§ Task item
Filter the listing and keep only the lines with the word "type".

§ Listed entries

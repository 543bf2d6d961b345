//! Error type for `boete-store-sqlite`.

use boete_core::error::StoreError;
use thiserror::Error;

#[derive(Debug, Error)]
pub enum Error {
  #[error("database error: {0}")]
  Database(#[from] tokio_rusqlite::Error),

  /// A UNIQUE or PRIMARY KEY constraint rejected the write.
  #[error("unique constraint violated: {0}")]
  Conflict(String),

  #[error("decode error: {0}")]
  Decode(String),

  /// A row referenced by a case is gone (broken foreign key).
  #[error("dangling reference: {0}")]
  Dangling(String),
}

impl Error {
  /// Turn a UNIQUE or PRIMARY KEY violation into [`Error::Conflict`], pass
  /// anything else through.
  pub(crate) fn classify(err: tokio_rusqlite::Error) -> Self {
    match &err {
      tokio_rusqlite::Error::Rusqlite(rusqlite::Error::SqliteFailure(e, msg))
        if matches!(
          e.extended_code,
          rusqlite::ffi::SQLITE_CONSTRAINT_UNIQUE | rusqlite::ffi::SQLITE_CONSTRAINT_PRIMARYKEY
        ) =>
      {
        Self::Conflict(msg.clone().unwrap_or_else(|| e.to_string()))
      }
      _ => Self::Database(err),
    }
  }
}

impl StoreError for Error {
  fn is_conflict(&self) -> bool { matches!(self, Self::Conflict(_)) }
}

pub type Result<T, E = Error> = std::result::Result<T, E>;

§ Answer section
//! Error type for `boete-store-sqlite`.
pub type Result<T, E = Error> = std::result::Result<T, E>;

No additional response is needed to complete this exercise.